- _WHAT THIS TASK INVOLVES_
Take the records below and retype them line by line, from the first line through the one containing "pub const SO_BROADCAST: u32"; stop there.

[EXERCISE DATA Boundary: Start]

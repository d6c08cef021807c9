//! # Option Marshaling
//!
//! ## Purpose
//!
//! Generic get/set of `{level, name, value}` options and ioctls. Socket-level options are
//! handled here under the socket lock; everything else goes to the protocol handler.
//!
//! ## How it works
//!
//! A `SockOpt` is built per call. For `Set` its `value` holds the input bytes. For `Get` the
//! capacity of `value` is the caller's buffer size and `size` reports the bytes written, which
//! never exceeds that capacity. Integer values are native-endian `i32`.
//!
//! Protocol-level requests are delegated with the lock released; on return the socket is
//! re-validated because it may have gone defunct in the meantime.
//!
//! ## Main components
//!
//! - `SockOpt`, `OptDirection`: the option triple.
//! - `Socket::sockopt`, `setsockopt`, `getsockopt`: marshaling entry points.
//! - `Socket::ioctl`: `FIONBIO`, `FIONREAD` and pass-through.
//! - `Socket::set_traffic_class` and friends: typed wrappers.

use crate::config::MAX_BUFFER;
use crate::error::{SockError, SockResult};
use crate::proto::Control;
use crate::socket::{CoreGuard, OptFlags, Socket};
use crate::tclass::TrafficClass;
use std::time::Duration;

pub const SOL_SOCKET: u32 = libc::SOL_SOCKET as u32;
pub const SO_DEBUG: u32 = libc::SO_DEBUG as u32;
pub const SO_REUSEADDR: u32 = libc::SO_REUSEADDR as u32;
pub const SO_TYPE: u32 = libc::SO_TYPE as u32;
pub const SO_ERROR: u32 = libc::SO_ERROR as u32;
pub const SO_DONTROUTE: u32 = libc::SO_DONTROUTE as u32;
pub const SO_BROADCAST: u32 = libc::SO_BROADCAST as u32;
pub const SO_SNDBUF: u32 = libc::SO_SNDBUF as u32;
pub const SO_RCVBUF: u32 = libc::SO_RCVBUF as u32;
pub const SO_KEEPALIVE: u32 = libc::SO_KEEPALIVE as u32;
pub const SO_OOBINLINE: u32 = libc::SO_OOBINLINE as u32;
pub const SO_LINGER: u32 = libc::SO_LINGER as u32;
pub const SO_RCVLOWAT: u32 = libc::SO_RCVLOWAT as u32;
pub const SO_SNDLOWAT: u32 = libc::SO_SNDLOWAT as u32;
pub const SO_RCVTIMEO: u32 = libc::SO_RCVTIMEO as u32;
pub const SO_SNDTIMEO: u32 = libc::SO_SNDTIMEO as u32;
pub const SO_ACCEPTCONN: u32 = libc::SO_ACCEPTCONN as u32;
pub const SO_TRAFFIC_CLASS: u32 = 0x1086;
pub const SO_NONBLOCK: u32 = 0x1100;

pub const FIONBIO: u64 = libc::FIONBIO as u64;
pub const FIONREAD: u64 = libc::FIONREAD as u64;

const INT_LEN: usize = 4;
const LINGER_LEN: usize = 8;
const TIMEVAL_LEN: usize = 16;

#[derive(Copy, Clone, Debug, PartialEq, Eq)]
pub enum OptDirection {
    Get,
    Set,
}

/// One option request.
#[derive(Clone, Debug, PartialEq, Eq)]
pub struct SockOpt {
    pub direction: OptDirection,
    pub level: u32,
    pub name: u32,
    /// Input for `Set`; output buffer for `Get`.
    pub value: Vec<u8>,
    /// Bytes of `value` that are meaningful.
    pub size: usize,
}

impl SockOpt {
    /// A `Get` request with room for `capacity` bytes.
    pub fn get(level: u32, name: u32, capacity: usize) -> Self {
        SockOpt {
            direction: OptDirection::Get,
            level,
            name,
            value: vec![0; capacity],
            size: 0,
        }
    }

    pub fn set(level: u32, name: u32, value: impl Into<Vec<u8>>) -> Self {
        let value = value.into();
        SockOpt {
            direction: OptDirection::Set,
            level,
            name,
            size: value.len(),
            value,
        }
    }

    pub fn set_int(level: u32, name: u32, value: i32) -> Self {
        Self::set(level, name, value.to_ne_bytes())
    }

    /// The meaningful bytes.
    pub fn bytes(&self) -> &[u8] {
        &self.value[..self.size.min(self.value.len())]
    }

    pub fn as_int(&self) -> SockResult<i32> {
        match self.bytes() {
            [a, b, c, d, ..] => Ok(i32::from_ne_bytes([*a, *b, *c, *d])),
            _ => Err(SockError::InvalidArgument),
        }
    }

    /// Writes a result for a `Get`, truncated to the caller's capacity.
    pub fn put(&mut self, data: &[u8]) {
        let n = data.len().min(self.value.len());
        self.value[..n].copy_from_slice(&data[..n]);
        self.size = n;
    }

    pub fn put_int(&mut self, value: i32) {
        self.put(&value.to_ne_bytes());
    }

    fn need(&self, len: usize) -> SockResult<&[u8]> {
        let bytes = self.bytes();
        if bytes.len() < len {
            return Err(SockError::InvalidArgument);
        }
        Ok(&bytes[..len])
    }
}

fn flag_for(name: u32) -> Option<OptFlags> {
    match name {
        SO_REUSEADDR => Some(OptFlags::REUSEADDR),
        SO_KEEPALIVE => Some(OptFlags::KEEPALIVE),
        SO_DEBUG => Some(OptFlags::DEBUG),
        SO_DONTROUTE => Some(OptFlags::DONTROUTE),
        SO_BROADCAST => Some(OptFlags::BROADCAST),
        SO_OOBINLINE => Some(OptFlags::OOBINLINE),
        _ => None,
    }
}

fn int_at(bytes: &[u8], at: usize) -> i32 {
    i32::from_ne_bytes([bytes[at], bytes[at + 1], bytes[at + 2], bytes[at + 3]])
}

fn i64_at(bytes: &[u8], at: usize) -> i64 {
    let mut raw = [0u8; 8];
    raw.copy_from_slice(&bytes[at..at + 8]);
    i64::from_ne_bytes(raw)
}

fn timeval(timeout: Option<Duration>) -> [u8; TIMEVAL_LEN] {
    let (sec, usec) = timeout.map_or((0, 0), |t| (t.as_secs() as i64, t.subsec_micros() as i64));
    let mut out = [0u8; TIMEVAL_LEN];
    out[..8].copy_from_slice(&sec.to_ne_bytes());
    out[8..].copy_from_slice(&usec.to_ne_bytes());
    out
}

fn parse_timeval(bytes: &[u8]) -> SockResult<Option<Duration>> {
    let (sec, usec) = (i64_at(bytes, 0), i64_at(bytes, 8));
    if sec < 0 || !(0..1_000_000).contains(&usec) {
        return Err(SockError::InvalidArgument);
    }
    let timeout = Duration::from_secs(sec as u64) + Duration::from_micros(usec as u64);
    Ok((!timeout.is_zero()).then_some(timeout))
}

fn buffer_size(value: i32) -> SockResult<usize> {
    if value <= 0 {
        return Err(SockError::InvalidArgument);
    }
    let value = value as usize;
    if value > MAX_BUFFER {
        return Err(SockError::ResourceExhausted);
    }
    Ok(value)
}

impl Socket {
    /// Processes one option request.
    ///
    /// # Arguments
    /// * `opt` - The request. For `Get`, the result is written into `opt.value` and `opt.size`.
    ///
    /// # Returns
    /// `InvalidArgument` for short values or read-only options, `PermissionDenied` for a
    /// privileged traffic class on an unprivileged socket, or the protocol's result for
    /// options this layer does not own.
    pub fn sockopt(&self, opt: &mut SockOpt) -> SockResult<()> {
        let mut core = self.lock();
        core.check_alive()?;
        if opt.level == SOL_SOCKET {
            let handled = match opt.direction {
                OptDirection::Set => self.set_builtin(&mut core, opt)?,
                OptDirection::Get => self.get_builtin(&mut core, opt),
            };
            if handled {
                return Ok(());
            }
        }
        let (core, result) =
            self.with_unlocked(core, || self.0.handler.control(self, Control::Option(opt)));
        core.check_alive()?;
        result
    }

    pub fn setsockopt(&self, level: u32, name: u32, value: &[u8]) -> SockResult<()> {
        self.sockopt(&mut SockOpt::set(level, name, value))
    }

    /// Reads an option into a buffer of `capacity` bytes and returns the bytes written.
    pub fn getsockopt(&self, level: u32, name: u32, capacity: usize) -> SockResult<Vec<u8>> {
        let mut opt = SockOpt::get(level, name, capacity);
        self.sockopt(&mut opt)?;
        opt.value.truncate(opt.size);
        Ok(opt.value)
    }

    pub fn set_traffic_class(&self, tc: TrafficClass) -> SockResult<()> {
        self.sockopt(&mut SockOpt::set_int(SOL_SOCKET, SO_TRAFFIC_CLASS, tc.value()))
    }

    pub fn traffic_class(&self) -> TrafficClass {
        self.lock().traffic_class
    }

    /// Selects the traffic class matching a DSCP code point.
    pub fn set_tc_from_dscp(&self, dscp: u8) -> SockResult<()> {
        self.set_traffic_class(TrafficClass::from_dscp(dscp))
    }

    /// Handles `FIONBIO` and `FIONREAD`; passes every other command to the protocol.
    pub fn ioctl(&self, cmd: u64, arg: &mut [u8]) -> SockResult<()> {
        let mut core = self.lock();
        core.check_alive()?;
        match cmd {
            FIONBIO => {
                let on = arg.get(..INT_LEN).ok_or(SockError::InvalidArgument)?;
                core.nonblocking = int_at(on, 0) != 0;
                Ok(())
            }
            FIONREAD => {
                let out = arg.get_mut(..INT_LEN).ok_or(SockError::InvalidArgument)?;
                let avail = i32::try_from(core.rcv.avail).unwrap_or(i32::MAX);
                out.copy_from_slice(&avail.to_ne_bytes());
                Ok(())
            }
            _ => {
                let (core, result) = self.with_unlocked(core, || {
                    self.0.handler.control(self, Control::Ioctl { cmd, arg })
                });
                core.check_alive()?;
                result
            }
        }
    }

    /// Applies a socket-level option. Returns `false` for names this layer does not own.
    fn set_builtin(&self, core: &mut CoreGuard<'_>, opt: &SockOpt) -> SockResult<bool> {
        if let Some(flag) = flag_for(opt.name) {
            let on = int_at(opt.need(INT_LEN)?, 0) != 0;
            core.options.set(flag, on);
            return Ok(true);
        }
        match opt.name {
            SO_SNDBUF => core.snd.hiwat = buffer_size(opt.as_int()?)?,
            SO_RCVBUF => core.rcv.hiwat = buffer_size(opt.as_int()?)?,
            SO_SNDLOWAT => {
                let lowat = opt.as_int()?.max(1) as usize;
                core.snd.lowat = lowat.min(core.snd.hiwat);
            }
            SO_RCVLOWAT => {
                let lowat = opt.as_int()?.max(1) as usize;
                core.rcv.lowat = lowat.min(core.rcv.hiwat);
            }
            SO_LINGER => {
                let raw = opt.need(LINGER_LEN)?;
                let (onoff, secs) = (int_at(raw, 0), int_at(raw, 4));
                if secs < 0 {
                    return Err(SockError::InvalidArgument);
                }
                core.linger = (onoff != 0).then_some(secs);
            }
            SO_RCVTIMEO => core.rcv.timeout = parse_timeval(opt.need(TIMEVAL_LEN)?)?,
            SO_SNDTIMEO => core.snd.timeout = parse_timeval(opt.need(TIMEVAL_LEN)?)?,
            SO_NONBLOCK => core.nonblocking = opt.as_int()? != 0,
            SO_TRAFFIC_CLASS => {
                let tc = TrafficClass::from_priority(opt.as_int()?)?;
                if tc.requires_privilege() && !core.privileged {
                    return Err(SockError::PermissionDenied);
                }
                core.traffic_class = tc;
            }
            SO_ERROR | SO_TYPE | SO_ACCEPTCONN => return Err(SockError::InvalidArgument),
            _ => return Ok(false),
        }
        log::debug!("socket {}: set option {:#x}", self.id(), opt.name);
        Ok(true)
    }

    /// Reads a socket-level option. Returns `false` for names this layer does not own.
    fn get_builtin(&self, core: &mut CoreGuard<'_>, opt: &mut SockOpt) -> bool {
        if let Some(flag) = flag_for(opt.name) {
            opt.put_int(core.options.contains(flag) as i32);
            return true;
        }
        let clamp = |n: usize| i32::try_from(n).unwrap_or(i32::MAX);
        match opt.name {
            SO_SNDBUF => opt.put_int(clamp(core.snd.hiwat)),
            SO_RCVBUF => opt.put_int(clamp(core.rcv.hiwat)),
            SO_SNDLOWAT => opt.put_int(clamp(core.snd.lowat)),
            SO_RCVLOWAT => opt.put_int(clamp(core.rcv.lowat)),
            SO_LINGER => {
                let mut raw = [0u8; LINGER_LEN];
                raw[..4].copy_from_slice(&(core.linger.is_some() as i32).to_ne_bytes());
                raw[4..].copy_from_slice(&core.linger.unwrap_or(0).to_ne_bytes());
                opt.put(&raw);
            }
            SO_RCVTIMEO => opt.put(&timeval(core.rcv.timeout)),
            SO_SNDTIMEO => opt.put(&timeval(core.snd.timeout)),
            SO_NONBLOCK => opt.put_int(core.nonblocking as i32),
            SO_TRAFFIC_CLASS => opt.put_int(core.traffic_class.value()),
            SO_ERROR => {
                let errno = core.pending_error.take().map_or(0, |e| e.errno());
                opt.put_int(errno);
            }
            SO_TYPE => opt.put_int(self.0.kind.ty as i32),
            SO_ACCEPTCONN => opt.put_int(core.options.contains(OptFlags::ACCEPTCONN) as i32),
            _ => return false,
        }
        true
    }
}
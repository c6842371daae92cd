//! Platform-free interaction state for the folio page.
//!
//! Nothing here touches the DOM. The web front-end turns browser events into
//! [`InputEvent`]s, feeds them to a [`PresentationLayer`] and renders the
//! resulting [`PresentationSnapshot`].

pub mod config;
pub mod constants;
pub mod cursor;
pub mod geometry;
pub mod motion;
pub mod phase;
pub mod presentation;
pub mod scroll;
pub mod spotlight;
pub mod tilt;

pub use config::*;
pub use constants::*;
pub use cursor::*;
pub use geometry::*;
pub use motion::*;
pub use phase::*;
pub use presentation::*;
pub use scroll::*;
pub use spotlight::*;
pub use tilt::*;
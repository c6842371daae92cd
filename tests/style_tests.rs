// Host-side tests for the CSS values written by the render step.
// The main crate is wasm-only, so we include the pure-Rust modules directly.

#![allow(dead_code)]
mod style {
    include!("../src/style.rs");
}

use folio_core::*;
use glam::Vec2;
use style::*;

#[test]
fn cursor_ring_grows_when_emphasized() {
    let mut pointer = PointerState {
        position: Vec2::new(10.0, 10.0),
        active: true,
        emphasized: false,
    };
    assert_eq!(cursor_ring_diameter(&pointer), 34.0);
    pointer.emphasized = true;
    assert_eq!(cursor_ring_diameter(&pointer), 56.0);
    assert_eq!(px(cursor_ring_diameter(&pointer)), "56px");
}

#[test]
fn cursor_layer_visible_only_while_active() {
    assert_eq!(opacity(true), "1");
    assert_eq!(opacity(false), "0");
}

#[test]
fn fractional_pixels_are_kept() {
    assert_eq!(px(12.5), "12.5px");
    assert_eq!(px(0.0), "0px");
}

#[test]
fn ring_transition_covers_size_and_opacity() {
    assert_eq!(
        cursor_ring_transition(),
        "width 180ms ease, height 180ms ease, opacity 180ms ease"
    );
}

#[test]
fn progress_width_is_one_decimal_percent() {
    assert_eq!(progress_width(0.0), "0%");
    assert_eq!(progress_width(0.5), "50%");
    assert_eq!(progress_width(1.0), "100%");
    assert_eq!(progress_width(0.1234), "12.3%");
}

#[test]
fn spotlight_gradient_centres_on_position() {
    assert_eq!(
        spotlight_background(SpotlightPosition::new(50.0, 25.0)),
        "radial-gradient(circle at 50% 25%, rgba(255,255,255,0.12), transparent 55%)"
    );
}

#[test]
fn spotlight_transition_disabled_under_reduced_motion() {
    assert_eq!(spotlight_transition(false), "background 120ms ease");
    assert_eq!(spotlight_transition(true), "none");
}

#[test]
fn hero_transform_uses_perspective_and_both_axes() {
    let t = TiltAngles { rx: 5.0, ry: -2.5 };
    assert_eq!(
        hero_transform(t, false),
        "perspective(900px) rotateX(5deg) rotateY(-2.5deg)"
    );
    assert_eq!(hero_transition(), "transform 120ms ease");
}

#[test]
fn hero_transform_is_none_under_reduced_motion() {
    // Even a non-neutral pose renders flat
    let t = TiltAngles { rx: 5.0, ry: 5.0 };
    assert_eq!(hero_transform(t, true), "none");
}

#[test]
fn reduced_motion_flag_values() {
    assert_eq!(reduced_motion_flag(true), "1");
    assert_eq!(reduced_motion_flag(false), "0");
}

#[test]
fn snapshot_renders_end_to_end() {
    let mut layer = PresentationLayer::new(&InteractionConfig::default(), &NoMotionPreference);
    layer.mount(ScrollMetrics::new(500.0, 2000.0, 1000.0));
    layer.apply(InputEvent::HeroBound);
    layer.apply(InputEvent::PointerMoved {
        position: Vec2::new(960.0, 270.0),
        viewport: Viewport::new(1920.0, 1080.0),
    });
    layer.apply(InputEvent::HeroMoved {
        position: Vec2::new(320.0, 0.0),
        bounds: Bounds::new(0.0, 0.0, 320.0, 569.0),
    });

    let s = layer.snapshot();
    assert_eq!(progress_width(s.scroll_progress), "50%");
    assert!(spotlight_background(s.spotlight).contains("circle at 50% 25%"));
    assert_eq!(
        hero_transform(s.tilt, s.reduced_motion),
        "perspective(900px) rotateX(5deg) rotateY(5deg)"
    );
}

[EXERCISE DATA Boundary: End]

- _RESPONSE TO THIS TASK_
repository d6c08cef021807c9
//! # Option Marshaling
//!
//! ## Purpose
//!
//! Generic get/set of `{level, name, value}` options and ioctls. Socket-level options are
//! handled here under the socket lock; everything else goes to the protocol handler.
//!
//! ## How it works
//!
//! A `SockOpt` is built per call. For `Set` its `value` holds the input bytes. For `Get` the
//! capacity of `value` is the caller's buffer size and `size` reports the bytes written, which
//! never exceeds that capacity. Integer values are native-endian `i32`.
//!
//! Protocol-level requests are delegated with the lock released; on return the socket is
//! re-validated because it may have gone defunct in the meantime.
//!
//! ## Main components
//!
//! - `SockOpt`, `OptDirection`: the option triple.
//! - `Socket::sockopt`, `setsockopt`, `getsockopt`: marshaling entry points.
//! - `Socket::ioctl`: `FIONBIO`, `FIONREAD` and pass-through.
//! - `Socket::set_traffic_class` and friends: typed wrappers.

use crate::config::MAX_BUFFER;
use crate::error::{SockError, SockResult};
use crate::proto::Control;
use crate::socket::{CoreGuard, OptFlags, Socket};
use crate::tclass::TrafficClass;
use std::time::Duration;

pub const SOL_SOCKET: u32 = libc::SOL_SOCKET as u32;
pub const SO_DEBUG: u32 = libc::SO_DEBUG as u32;
pub const SO_REUSEADDR: u32 = libc::SO_REUSEADDR as u32;
pub const SO_TYPE: u32 = libc::SO_TYPE as u32;
pub const SO_ERROR: u32 = libc::SO_ERROR as u32;
pub const SO_DONTROUTE: u32 = libc::SO_DONTROUTE as u32;
pub const SO_BROADCAST: u32 = libc::SO_BROADCAST as u32;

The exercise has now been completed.